When his new father-in-law, King Harold falls ill, Shrek is looked at as the heir to the land of Far, Far Away. Not one to give up his beloved swamp, Shrek recruits his friends Donkey and Puss in Boots to install the rebellious Artie as the new king. Princess Fiona, however, rallies a band of royal girlfriends to fend off a coup d'etat by the jilted Prince Charming.

Box Office:
$160 million.
Opening Weekend
$121.629 million on 4122 screens.
Domestic Gross
$320.706 million.

Rated PG

Aspect Ratio: 1.85:1
English Dolby TrueHD 5.1
Portuguese Dolby Digital 5.1
French Dolby Digital 5.1
Spanish Dolby Surround 2.0
Supplements Subtitles:

Runtime: 92 min.
Price: $19.98
Release Date: 9/23/2008

• “Shrek’s Trivia Track”
• “The Animators’ Corner” Interactive Feature
• “The World of Shrek” Interactive Feature
• “Shrek’s Guide to Parenthood” Featurettes
• “Meet the Cast” Featurette
• “Tech of Shrek” Featurette
• “Big Green Goofs” Reel
• Lost Scenes
• “Donkey Dance”
• DreamWorks Animation Video Jukebox
• “Merlin’s Magic Crystal Ball” Game
• “How to Be Green”
• “Learn the Donkey Dance”
• Preview


Panasonic TC-P60VT60 60-Inch 1080p 600Hz 3D Smart Plasma HDTV; Sony STR-DG1200 7.1 Channel Receiver; Panasonic DMP-BD60K Blu-Ray Player using HDMI outputs; Michael Green Revolution Cinema 6i Speakers (all five); Kenwood 1050SW 150-watt Subwoofer.


Shrek The Third [Blu-Ray] (2007)

Reviewed by Colin Jacobson (March 22, 2016)

Was it just me, or did 2007’s Shrek the Third hit screens with less fanfare than expected? After all, 2004’s Shrek 2 became that year’s biggest hit and took in $436 million in the US. Without adjustment for inflation, only Titanic and Star Wars had earned more money as of 2007. Against that background, I’d have anticipated much more hype for Third.

In a summer packed with big-name sequels, though, Third got a little lost in the shuffle. Not that it did poorly, of course. With a $320 million US gross, it became inevitable that we’d get a fourth chapter in the Shrek series. The movie simply failed to garner as much attention as you’d anticipate from a third chapter in such a hugely successful series.

At the film’s start, we saw what happened to Prince Charming (voiced by Rupert Everett), the defeated baddie of the second movie. Humiliated and left in exile, he dreams of revenge upon Shrek, and he decides on a new plan.

In the meantime, Shrek (Mike Myers) and Fiona (Cameron Diaz) do their best to fill in for Far Far Away’s ailing king (John Cleese). When the ruler dies, he wants Shrek to take over as the new leader, but our ogre hero resists this call.

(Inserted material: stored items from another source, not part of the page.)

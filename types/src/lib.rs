//! Shared configuration types for arclog.
//!
//! Everything the analysis core treats as a tunable lives here as plain
//! serde-deserializable data: the encounter profile (boss, spawn ability,
//! tracked debuff, power buff), combo definitions with their freshness
//! windows, cast groups, and leaderboard sizing. Defaults describe the
//! Black Dragon encounter the tool was originally written for.

use serde::{Deserialize, Serialize};

/// Describes the boss encounter whose wave mechanic is being tracked.
///
/// A "wave" starts when `boss_name` begins casting `spawn_ability`; the
/// wave's debuff instances carry `debuff_label`, and the boss gains one
/// stack of `power_buff` per unresolved mechanic.
#[derive(Debug, Clone, Serialize, Deserialize)]
#[serde(default)]
pub struct EncounterProfile {
    pub boss_name: String,
    pub spawn_ability: String,
    pub debuff_label: String,
    pub power_buff: String,

    /// Boss power gained per stack of `power_buff`, in percent.
    pub power_percent_per_stack: u32,
    /// Stack count at which the boss is considered enraged.
    pub enrage_stacks: u32,
    /// Clear times above this are flagged slow by downstream visualization.
    /// Not part of pass/fail logic.
    pub slow_clear_secs: f64,
    /// Entities whose name contains one of these markers are not players
    /// (mounts, companions) and are skipped by the wave tracker.
    pub excluded_markers: Vec<String>,
}

impl Default for EncounterProfile {
    fn default() -> Self {
        Self {
            boss_name: "Black Dragon".to_string(),
            spawn_ability: "Penetrating Dark Energy".to_string(),
            debuff_label: "Penetrating Dark Energy".to_string(),
            power_buff: "Devilish Contract".to_string(),
            power_percent_per_stack: 10,
            enrage_stacks: 15,
            slow_clear_secs: 15.0,
            excluded_markers: vec!["Mount".to_string(), "Companion".to_string()],
        }
    }
}

/// One prerequisite buff of a buff-conjunction combo, with its own
/// freshness window relative to the trigger cast.
#[derive(Debug, Clone, Serialize, Deserialize)]
pub struct PrereqBuff {
    pub label: String,
    pub window_secs: i64,
}

/// Combo variant built from a conjunction of buffs: the trigger cast
/// succeeds only when every prerequisite buff was gained within its own
/// window before the cast. Prerequisites are consumed by the check.
#[derive(Debug, Clone, Serialize, Deserialize)]
#[serde(default)]
pub struct BuffComboConfig {
    pub name: String,
    pub trigger_cast: String,
    pub prerequisites: Vec<PrereqBuff>,
}

impl Default for BuffComboConfig {
    fn default() -> Self {
        Self {
            name: "Distress Combo".to_string(),
            trigger_cast: "Mocking Howl".to_string(),
            prerequisites: vec![
                PrereqBuff {
                    label: "Retribution".to_string(),
                    window_secs: 59,
                },
                PrereqBuff {
                    label: "Toughened (Rank 4)".to_string(),
                    window_secs: 9,
                },
                PrereqBuff {
                    label: "Bull Rush: Aggro Boost".to_string(),
                    window_secs: 5,
                },
            ],
        }
    }
}

/// Combo variant built from an attacker → target → reaction chain: an
/// attack with `opener_ability` on a target opens a pending chain, and a
/// `reaction_debuff` landing on that target within `window_secs` credits
/// the attacker.
#[derive(Debug, Clone, Serialize, Deserialize)]
#[serde(default)]
pub struct ChainComboConfig {
    pub name: String,
    pub opener_ability: String,
    pub reaction_debuff: String,
    pub window_secs: i64,
}

impl Default for ChainComboConfig {
    fn default() -> Self {
        Self {
            name: "Discord Combo".to_string(),
            opener_ability: "Critical Discord".to_string(),
            reaction_debuff: "Dissonance".to_string(),
            window_secs: 3,
        }
    }
}

/// A named group of abilities whose successful casts (and, for a few
/// stealth-style items, buff gains) are counted per player.
#[derive(Debug, Clone, Default, Serialize, Deserialize)]
pub struct CastGroup {
    pub name: String,
    /// Labels counted from "successfully cast" lines.
    #[serde(default)]
    pub casts: Vec<String>,
    /// Labels counted from "gained the buff" lines.
    #[serde(default)]
    pub buffs: Vec<String>,
}

impl CastGroup {
    fn casts(name: &str, labels: &[&str]) -> Self {
        Self {
            name: name.to_string(),
            casts: labels.iter().map(|s| s.to_string()).collect(),
            buffs: Vec::new(),
        }
    }

    fn buff(name: &str, label: &str) -> Self {
        Self {
            name: name.to_string(),
            casts: Vec::new(),
            buffs: vec![label.to_string()],
        }
    }
}

/// Default tracked cast groups (raid utility items and signature casts).
pub fn default_cast_groups() -> Vec<CastGroup> {
    vec![
        CastGroup::casts(
            "Kraken Scepter",
            &["Desolate Sea Sovereign", "Arcadian Sea Sovereign"],
        ),
        CastGroup::buff("Kraken Shield", "Arcadian Sea Keeper Stealth"),
        CastGroup::casts("Startling Strain", &["Startling Strain"]),
        CastGroup::casts("Stillness", &["Stillness"]),
        CastGroup::casts("Bubble Trap", &["Bubble Trap"]),
        CastGroup::casts("Banshee Wail", &["Banshee Wail"]),
        CastGroup::casts("Halcy Neck", &["Deliverance Shield"]),
        CastGroup::casts("Egirl Neck", &["Hands of Salvation"]),
    ]
}

/// Leaderboard sizing and significance filtering.
#[derive(Debug, Clone, Serialize, Deserialize)]
#[serde(default)]
pub struct BoardConfig {
    /// Top-N for combo and cast leaderboards.
    pub combo_board_limit: usize,
    /// Top-N for damage/healing entity boards.
    pub entity_board_limit: usize,
    /// Entries below this share of the board total are dropped from
    /// ability breakdowns (significance filter, not a minimum count).
    pub tolerance_ratio: f64,
    /// Self-targeted heal labels counted as potion healing.
    pub pot_abilities: Vec<String>,
}

impl Default for BoardConfig {
    fn default() -> Self {
        Self {
            combo_board_limit: 10,
            entity_board_limit: 25,
            tolerance_ratio: 0.01,
            pot_abilities: vec![
                "Minor Healing Potion".to_string(),
                "Healing Potion".to_string(),
                "Grimoire".to_string(),
                "Ginseng".to_string(),
            ],
        }
    }
}

/// Full configuration for one analysis run.
#[derive(Debug, Clone, Serialize, Deserialize)]
#[serde(default)]
pub struct AnalysisConfig {
    pub profile: EncounterProfile,
    pub buff_combo: BuffComboConfig,
    pub chain_combo: ChainComboConfig,
    pub cast_groups: Vec<CastGroup>,
    pub boards: BoardConfig,
}

impl Default for AnalysisConfig {
    fn default() -> Self {
        Self {
            profile: EncounterProfile::default(),
            buff_combo: BuffComboConfig::default(),
            chain_combo: ChainComboConfig::default(),
            cast_groups: default_cast_groups(),
            boards: BoardConfig::default(),
        }
    }
}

Instead, he prefers to find Arthur (Justin Timberlake), an awkward teen who also has a place in the royal lineage. This sets Shrek on a quest to find Arthur and place him on the throne – and also to deal with Fiona’s announcement that she’s pregnant.

While this occurs, Charming becomes the leader of all the various fairy tale villains. He appeals to them to create their own “happily ever after” and they take over Far Far Away. The movie follows these two main stories.

The first Shrek wasn’t great, but at least it managed to offer something different via its skewed take on famous fairy tales. Shrek 2 lacked the same sense of originality, and I still can’t quite account for its success. The movie presented some amusement but wasn’t anything particularly dynamic or inventive.

Against that backdrop, you should expect more of the same from Third. For better or for worse, this chapter falls into the same realm as its predecessors. We get more lampooning of fairy tale characters and scenarios, though Third branches out into slightly different territory. The King Arthur legend may be mythological, but it feels like an odd piece to link to the world of ogres and talking animals.

Even if we accept that – and we probably should, since we’re willing to swallow so much - Third only intermittently succeeds. Actually, I think we find at least as many laughs as usual, and probably more.

Granted, the first two never amused me too much, but this one offers a decent number of chuckles. I particularly like two bits during the scene when Charming tries to find Shrek and Fiona. We see Gingy’s life flash before his eyes in amusing fashion, and Pinocchio’s obfuscation is a hoot. A few other sequences also stand out as among the series’ funniest.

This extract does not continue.